Disagreeing, arguing, even fighting with your partner, is a part of life. Not an enjoyable part, but a part nonetheless. We all handle conflict resolution differently and most of how we act during disagreements is determined by our personalities and what was modeled to us throughout life. Most of us were never taught how to "fight" with our partner (fight or argue fairly or productively, that is). That's odd, because it is quite literally a skill that we need to learn and understand. Here are 9 things I teach my clients in marriage and family therapy. I hope they help:
1. Before you begin, ask yourself why you feel upset...
Are you truly angry because your partner left the mustard on the counter? Or are you upset because you feel like you’re doing an uneven share of the housework, and this is just one more piece of evidence? Take time to think about your own feelings before starting an argument.

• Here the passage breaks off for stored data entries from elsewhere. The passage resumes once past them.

use std::time::Duration;

use color_eyre::Result;
use dotenv::dotenv;
use eyre::{WrapErr, eyre};
use serde::Deserialize;
use tracing::info;

use crate::service::email_service::SmtpSettings;
use crate::service::session::HostedLoginSettings;
use crate::service::verification_service::VerificationPolicy;

pub const ENV_PREFIX: &str = "DOMAIN_VERIFY";

fn default_host() -> String {
    "127.0.0.1".to_string()
}
fn default_port() -> u16 {
    8080
}
fn default_platform_name() -> String {
    "Domain Verify".to_string()
}
fn default_otp_ttl_minutes() -> i64 {
    10
}
fn default_otp_max_attempts() -> u32 {
    5
}
fn default_dispatch_timeout_secs() -> u64 {
    10
}
fn default_mail_transport() -> String {
    "log".to_string()
}
fn default_smtp_port() -> u16 {
    587
}
fn default_true() -> bool {
    true
}
fn default_auth_provider() -> String {
    "token".to_string()
}
fn default_session_ttl_minutes() -> i64 {
    60
}

#[derive(Debug, Deserialize)]
pub struct Config {
    #[serde(default = "default_host")]
    pub host: String,
    #[serde(default = "default_port")]
    pub port: u16,
    #[serde(default = "default_platform_name")]
    pub platform_name: String,

    #[serde(default = "default_otp_ttl_minutes")]
    pub otp_ttl_minutes: i64,
    #[serde(default = "default_otp_max_attempts")]
    pub otp_max_attempts: u32,
    #[serde(default = "default_dispatch_timeout_secs")]
    pub dispatch_timeout_secs: u64,

    #[serde(default = "default_mail_transport")]
    pub mail_transport: String,
    pub smtp_host: Option<String>,
    #[serde(default = "default_smtp_port")]
    pub smtp_port: u16,
    pub smtp_username: Option<String>,
    pub smtp_password: Option<String>,
    #[serde(default = "default_true")]
    pub smtp_use_tls: bool,
    pub mail_from: Option<String>,

    #[serde(default = "default_auth_provider")]
    pub auth_provider: String,
    pub session_secret: Option<String>,
    #[serde(default = "default_session_ttl_minutes")]
    pub session_ttl_minutes: i64,
    /// Mark session cookies `Secure`. Turn off only for plain-http development.
    #[serde(default = "default_true")]
    pub cookie_secure: bool,
    pub managed_auth_url: Option<String>,
    pub managed_auth_key: Option<String>,
    pub hosted_domain: Option<String>,
    pub hosted_client_id: Option<String>,
    pub hosted_client_secret: Option<String>,
    pub hosted_redirect_uri: Option<String>,
    pub hosted_logout_uri: Option<String>,
}

pub enum MailSettings {
    Log,
    Smtp(SmtpSettings),
}

pub enum AuthSettings {
    Token {
        secret: String,
        ttl: chrono::Duration,
    },
    Managed {
        base_url: String,
        service_key: String,
    },
    Hosted(HostedLoginSettings),
}

/// A positive lifetime in minutes that can be added to the current time.
fn lifetime_minutes(minutes: i64, key: &str) -> Result<chrono::Duration> {
    chrono::Duration::try_minutes(minutes)
        .filter(|ttl| *ttl > chrono::Duration::zero())
        .filter(|ttl| chrono::Utc::now().checked_add_signed(*ttl).is_some())
        .ok_or_else(|| eyre!("{ENV_PREFIX}_{} must be a positive number of minutes in range", key.to_uppercase()))
}

fn required(value: &Option<String>, key: &str, selected_by: &str) -> Result<String> {
    value
        .as_deref()
        .map(str::trim)
        .filter(|v| !v.is_empty())
        .map(str::to_string)
        .ok_or_else(|| eyre!("{ENV_PREFIX}_{} is required when {selected_by}", key.to_uppercase()))
}

impl Config {
    pub fn from_env() -> Result<Self> {
        dotenv().ok();

        info!("Initializing configuration");
        let settings = ::config::Config::builder()
            .add_source(
                ::config::Environment::with_prefix(ENV_PREFIX)
                    .prefix_separator("_")
                    .try_parsing(true),
            )
            .build()
            .wrap_err("Building configuration")?;

        Self::from_settings(settings)
    }

    pub fn from_settings(settings: ::config::Config) -> Result<Self> {
        settings
            .try_deserialize()
            .wrap_err("loading configuration from environment")
    }

    pub fn verification_policy(&self) -> Result<VerificationPolicy> {
        Ok(VerificationPolicy {
            otp_ttl: lifetime_minutes(self.otp_ttl_minutes, "otp_ttl_minutes")?,
            max_attempts: self.otp_max_attempts,
            dispatch_timeout: self.dispatch_timeout(),
        })
    }

    pub fn dispatch_timeout(&self) -> Duration {
        Duration::from_secs(self.dispatch_timeout_secs.max(1))
    }

    pub fn mail_settings(&self) -> Result<MailSettings> {
        match self.mail_transport.to_lowercase().as_str() {
            "log" => Ok(MailSettings::Log),
            "smtp" => {
                let selected_by = "mail_transport=smtp";
                Ok(MailSettings::Smtp(SmtpSettings {
                    host: required(&self.smtp_host, "smtp_host", selected_by)?,
                    port: self.smtp_port,
                    username: self.smtp_username.clone(),
                    password: self.smtp_password.clone(),
                    use_tls: self.smtp_use_tls,
                    from_address: required(&self.mail_from, "mail_from", selected_by)?,
                }))
            }
            other => Err(eyre!("unknown mail transport '{other}', expected 'log' or 'smtp'")),
        }
    }

    pub fn auth_settings(&self) -> Result<AuthSettings> {
        match self.auth_provider.to_lowercase().as_str() {
            "token" => Ok(AuthSettings::Token {
                secret: required(&self.session_secret, "session_secret", "auth_provider=token")?,
                ttl: lifetime_minutes(self.session_ttl_minutes, "session_ttl_minutes")?,
            }),
            "managed" => {
                let selected_by = "auth_provider=managed";
                Ok(AuthSettings::Managed {
                    base_url: required(&self.managed_auth_url, "managed_auth_url", selected_by)?,
                    service_key: required(&self.managed_auth_key, "managed_auth_key", selected_by)?,
                })
            }
            "hosted" => {
                let selected_by = "auth_provider=hosted";
                let redirect_uri =
                    required(&self.hosted_redirect_uri, "hosted_redirect_uri", selected_by)?;
                Ok(AuthSettings::Hosted(HostedLoginSettings {
                    domain: required(&self.hosted_domain, "hosted_domain", selected_by)?,
                    client_id: required(&self.hosted_client_id, "hosted_client_id", selected_by)?,
                    client_secret: self.hosted_client_secret.clone(),
                    logout_uri: self
                        .hosted_logout_uri
                        .clone()
                        .unwrap_or_else(|| redirect_uri.clone()),
                    redirect_uri,
                }))
            }
            other => Err(eyre!(
                "unknown auth provider '{other}', expected 'token', 'managed' or 'hosted'"
            )),
        }
    }
}

#[cfg(test)]
mod tests {
    use super::*;

    fn settings(pairs: &[(&str, &str)]) -> ::config::Config {
        let mut builder = ::config::Config::builder();
        for (key, value) in pairs {
            builder = builder.set_override(*key, *value).unwrap();
        }
        builder.build().unwrap()
    }

    #[test]
    fn defaults_fill_missing_keys() {
        let config = Config::from_settings(settings(&[])).unwrap();
        assert_eq!(config.host, "127.0.0.1");
        assert_eq!(config.port, 8080);

        let policy = config.verification_policy().unwrap();
        assert_eq!(policy.otp_ttl, chrono::Duration::minutes(10));
        assert_eq!(policy.max_attempts, 5);
        assert_eq!(policy.dispatch_timeout, Duration::from_secs(10));
        assert!(matches!(config.mail_settings().unwrap(), MailSettings::Log));
    }

    #[test]
    fn numeric_values_parse_from_strings() {
        let config = Config::from_settings(settings(&[
            ("port", "9090"),
            ("otp_max_attempts", "0"),
            ("smtp_use_tls", "false"),
        ]))
        .unwrap();
        assert_eq!(config.port, 9090);
        assert_eq!(config.otp_max_attempts, 0);
        assert!(!config.smtp_use_tls);
    }

    #[test]
    fn token_provider_needs_a_secret() {
        let config = Config::from_settings(settings(&[])).unwrap();
        let err = config.auth_settings().err().unwrap();
        assert!(err.to_string().contains("DOMAIN_VERIFY_SESSION_SECRET"));

        let config = Config::from_settings(settings(&[(
            "session_secret",
            "0123456789abcdef0123456789abcdef",
        )]))
        .unwrap();
        assert!(matches!(config.auth_settings().unwrap(), AuthSettings::Token { .. }));
    }

    #[test]
    fn hosted_provider_defaults_logout_to_redirect() {
        let config = Config::from_settings(settings(&[
            ("auth_provider", "hosted"),
            ("hosted_domain", "auth.example.com"),
            ("hosted_client_id", "client-1"),
            ("hosted_redirect_uri", "https://app.example.com/api/auth/callback"),
        ]))
        .unwrap();
        let AuthSettings::Hosted(hosted) = config.auth_settings().unwrap() else {
            panic!("expected hosted settings");
        };
        assert_eq!(hosted.logout_uri, "https://app.example.com/api/auth/callback");
    }

    #[test]
    fn lifetimes_out_of_range_are_config_errors() {
        for ttl in ["0", "-5", "9223372036854775807"] {
            let config = Config::from_settings(settings(&[("otp_ttl_minutes", ttl)])).unwrap();
            let err = config.verification_policy().err().unwrap();
            assert!(err.to_string().contains("DOMAIN_VERIFY_OTP_TTL_MINUTES"), "{ttl}");
        }

        let config = Config::from_settings(settings(&[
            ("session_secret", "0123456789abcdef0123456789abcdef"),
            ("session_ttl_minutes", "9223372036854775807"),
        ]))
        .unwrap();
        assert!(config.auth_settings().is_err());
    }

    #[test]
    fn cookies_are_secure_unless_disabled() {
        let config = Config::from_settings(settings(&[])).unwrap();
        assert!(config.cookie_secure);

        let config = Config::from_settings(settings(&[("cookie_secure", "false")])).unwrap();
        assert!(!config.cookie_secure);
    }

    #[test]
    fn smtp_transport_needs_host_and_sender() {
        let config = Config::from_settings(settings(&[("mail_transport", "smtp")])).unwrap();
        assert!(config.mail_settings().is_err());

        let config = Config::from_settings(settings(&[("auth_provider", "ldap")])).unwrap();
        assert!(config.auth_settings().is_err());
    }
}
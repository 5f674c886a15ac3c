use actix_web::HttpResponse;

pub async fn health() -> HttpResponse {
    HttpResponse::Ok().json(serde_json::json!({ "status": "ok" }))
}
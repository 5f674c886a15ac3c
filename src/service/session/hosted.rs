use async_trait::async_trait;
use chrono::{DateTime, Duration, Utc};
use dashmap::DashMap;
use reqwest::{Client, StatusCode};
use serde::Deserialize;
use tracing::{info, instrument, warn};
use url::Url;

use super::{SessionError, SessionEstablisher, expiry_after};
use crate::config::crypto::CryptoService;
use crate::models::identity::{Identity, Session};

const SCOPES: &str = "email openid profile";
const LOGIN_STATE_TTL_MINUTES: i64 = 10;

#[derive(Debug, Clone)]
pub struct HostedLoginSettings {
    /// `auth.example.com`, or a full `http(s)://` base URL.
    pub domain: String,
    pub client_id: String,
    pub client_secret: Option<String>,
    pub redirect_uri: String,
    pub logout_uri: String,
}

#[derive(Debug, Deserialize)]
struct TokenResponse {
    access_token: String,
    expires_in: i64,
    #[serde(default)]
    refresh_token: Option<String>,
}

impl TokenResponse {
    fn into_session(self) -> Result<Session, SessionError> {
        Ok(Session::Token {
            expires_at: expiry_after(self.expires_in)?,
            token: self.access_token,
            refresh_token: self.refresh_token,
        })
    }
}

#[derive(Debug, Deserialize)]
struct UserInfo {
    email: String,
}

/// A verified identity waiting for the browser to come back from the
/// provider's login page.
struct PendingLogin {
    identity: Identity,
    expires_at: DateTime<Utc>,
}

/// Redirect-based login against a hosted OpenID Connect provider.
///
/// The provider owns the login page, so `establish` only points the browser
/// at it, carrying a one-time `state` bound to the identity that passed
/// verification. `complete_login` consumes that state and only accepts the
/// provider's answer if it names the same email.
pub struct HostedLogin {
    client: Client,
    base: Url,
    settings: HostedLoginSettings,
    pending: DashMap<String, PendingLogin>,
    state_ttl: Duration,
}

impl HostedLogin {
    pub fn new(client: Client, settings: HostedLoginSettings) -> Result<Self, url::ParseError> {
        let base = if settings.domain.starts_with("http://") || settings.domain.starts_with("https://") {
            Url::parse(&settings.domain)?
        } else {
            Url::parse(&format!("https://{}", settings.domain))?
        };
        Ok(Self {
            client,
            base,
            settings,
            pending: DashMap::new(),
            state_ttl: Duration::minutes(LOGIN_STATE_TTL_MINUTES),
        })
    }

    #[cfg(test)]
    fn with_state_ttl(mut self, ttl: Duration) -> Self {
        self.state_ttl = ttl;
        self
    }

    fn endpoint(&self, path: &str) -> Url {
        let mut url = self.base.clone();
        url.set_path(path);
        url
    }

    pub fn login_url(&self, login_hint: &str, state: &str) -> String {
        let mut url = self.endpoint("/login");
        url.query_pairs_mut()
            .append_pair("response_type", "code")
            .append_pair("client_id", &self.settings.client_id)
            .append_pair("redirect_uri", &self.settings.redirect_uri)
            .append_pair("scope", SCOPES)
            .append_pair("state", state)
            .append_pair("login_hint", login_hint);
        url.into()
    }

    pub fn logout_url(&self) -> String {
        let mut url = self.endpoint("/logout");
        url.query_pairs_mut()
            .append_pair("client_id", &self.settings.client_id)
            .append_pair("logout_uri", &self.settings.logout_uri);
        url.into()
    }

    /// Take the pending login for `state`. A state is good for one callback.
    fn take_pending(&self, state: &str) -> Result<Identity, SessionError> {
        let Some((_, login)) = self.pending.remove(state) else {
            return Err(SessionError::Rejected("unknown login state".into()));
        };
        if login.expires_at < Utc::now() {
            return Err(SessionError::Rejected("login state expired".into()));
        }
        Ok(login.identity)
    }

    async fn token_grant(&self, grant: &[(&str, &str)]) -> Result<TokenResponse, SessionError> {
        let mut form = vec![("client_id", self.settings.client_id.as_str())];
        form.extend_from_slice(grant);
        let mut request = self.client.post(self.endpoint("/oauth2/token")).form(&form);
        if let Some(secret) = &self.settings.client_secret {
            request = request.basic_auth(&self.settings.client_id, Some(secret));
        }

        let response = request.send().await?;
        if !response.status().is_success() {
            let status = response.status();
            return Err(SessionError::Rejected(format!("token endpoint returned {status}")));
        }
        Ok(response.json().await?)
    }

    async fn user_info(&self, token: &str) -> Result<Option<UserInfo>, SessionError> {
        let response = self
            .client
            .get(self.endpoint("/oauth2/userInfo"))
            .bearer_auth(token)
            .send()
            .await?;
        match response.status() {
            StatusCode::UNAUTHORIZED | StatusCode::FORBIDDEN => Ok(None),
            status if status.is_success() => Ok(Some(response.json().await?)),
            status => Err(SessionError::Rejected(format!("userInfo returned {status}"))),
        }
    }
}

#[async_trait]
impl SessionEstablisher for HostedLogin {
    fn name(&self) -> &'static str {
        "hosted"
    }

    async fn establish(&self, identity: &Identity) -> Result<Session, SessionError> {
        let now = Utc::now();
        self.pending.retain(|_, login| login.expires_at >= now);

        let expires_at = now
            .checked_add_signed(self.state_ttl)
            .ok_or_else(|| SessionError::Rejected("login state lifetime out of range".into()))?;
        let state = CryptoService::generate_state();
        let location = self.login_url(&identity.email, &state);
        self.pending.insert(
            state,
            PendingLogin {
                identity: identity.clone(),
                expires_at,
            },
        );
        Ok(Session::Redirect { location })
    }

    async fn current_identity(&self, token: &str) -> Result<Option<Identity>, SessionError> {
        Ok(self.user_info(token).await?.map(|user| {
            let domain = user.email.rsplit('@').next().unwrap_or_default().to_string();
            Identity::new(&user.email, &domain)
        }))
    }

    async fn end_session(&self, _token: &str) -> Result<Option<String>, SessionError> {
        Ok(Some(self.logout_url()))
    }

    #[instrument(skip_all)]
    async fn complete_login(&self, code: &str, state: &str) -> Result<Session, SessionError> {
        let expected = self.take_pending(state)?;

        let tokens = self
            .token_grant(&[
                ("grant_type", "authorization_code"),
                ("code", code),
                ("redirect_uri", self.settings.redirect_uri.as_str()),
            ])
            .await?;

        let Some(user) = self.user_info(&tokens.access_token).await? else {
            return Err(SessionError::Rejected("userInfo refused the new access token".into()));
        };
        if user.email.trim().to_lowercase() != expected.email {
            warn!(expected = %expected.email, "provider logged in a different account");
            return Err(SessionError::Rejected("signed-in account does not match the verified email".into()));
        }

        info!(email = %expected.email, "hosted login completed");
        tokens.into_session()
    }

    #[instrument(skip_all)]
    async fn refresh(&self, refresh_token: &str) -> Result<Session, SessionError> {
        let mut tokens = self
            .token_grant(&[("grant_type", "refresh_token"), ("refresh_token", refresh_token)])
            .await?;
        // the provider does not rotate refresh tokens on this grant
        if tokens.refresh_token.is_none() {
            tokens.refresh_token = Some(refresh_token.to_string());
        }
        tokens.into_session()
    }
}
pub mod identity;
pub mod otp_codes;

2. Discuss one issue at a time...
“You shouldn’t be spending so much money without talking to me” can quickly turn into “You don’t care about our family.” Now you need to resolve two problems instead of one. Plus, when an argument starts to get off topic, it can easily become about everything a person has ever done wrong. We’ve all done a lot wrong, so this can be especially cumbersome.
3. No degrading language...
Discuss the issue, not the person. No put-downs, swearing, or name-calling. Degrading language is an attempt to express negative feelings while making sure your partner feels just as bad. This will just lead to more character attacks while the original issue is forgotten.
4. Express your feelings with words and take responsibility for them...
“I feel angry.” “I feel hurt when you ignore my phone calls.” “I feel scared when you yell.” These are good ways to express how you feel. Starting with “I” is a good technique to help you take responsibility for your feelings (no, you can’t say whatever you want as long as it starts with “I”).
5. Take turns talking...
This can be tough, but be careful not to interrupt. If this rule is difficult to follow, try setting a timer, allowing 1 minute for each person to speak without interruption. Don’t spend your partner’s minute thinking about what you want to say. Listen with both ears and an open mind!
6. No stonewalling...
Sometimes, the easiest way to respond to an argument is to retreat into your shell and refuse to speak. This refusal to communicate is called stonewalling. You might feel better temporarily, but the original issue will remain unresolved and your partner will feel more upset. If you absolutely cannot go on, tell your partner you need to take a time-out. Agree to resume the discussion later.
7. No yelling...
Sometimes arguments are “won” by being the loudest, but the problem only gets worse. If yelling does occur (because it sometimes will, of course), do your best to get through it and back to calm discussion as quickly as possible. Yelling might help you "get things off your chest," and it might feel like a good release at the time, but it cannot resolve any real issues with any permanence.
8. Take a time-out if things get too heated...
In a perfect world we would all follow these rules 100% of the time, but it just doesn’t work like that. If an argument starts to become personal or heated, take a time-out. Agree on a time to come back and discuss the problem after everyone has cooled down (even if it's the next day).
9. Attempt to come to a compromise or an understanding...
There isn’t always a perfect answer to an argument. You will not always be able to get your partner to see your side of the issue, or to agree with you, or to admit any fault, and vice versa. Life is just too messy for that. Do your best to come to a compromise (this will mean some give and take from both sides). If you can’t come to a compromise, merely knowing what your partner was feeling, and understanding it, can help soothe negative feelings and be productive in its own right.
Little by little, if you keep these things in mind and implement these strategies during times of conflict, you'll discover that your disagreements are shorter in duration and more productive as far as actual communication and resolution. A natural byproduct of these strategies is increased respect for each other.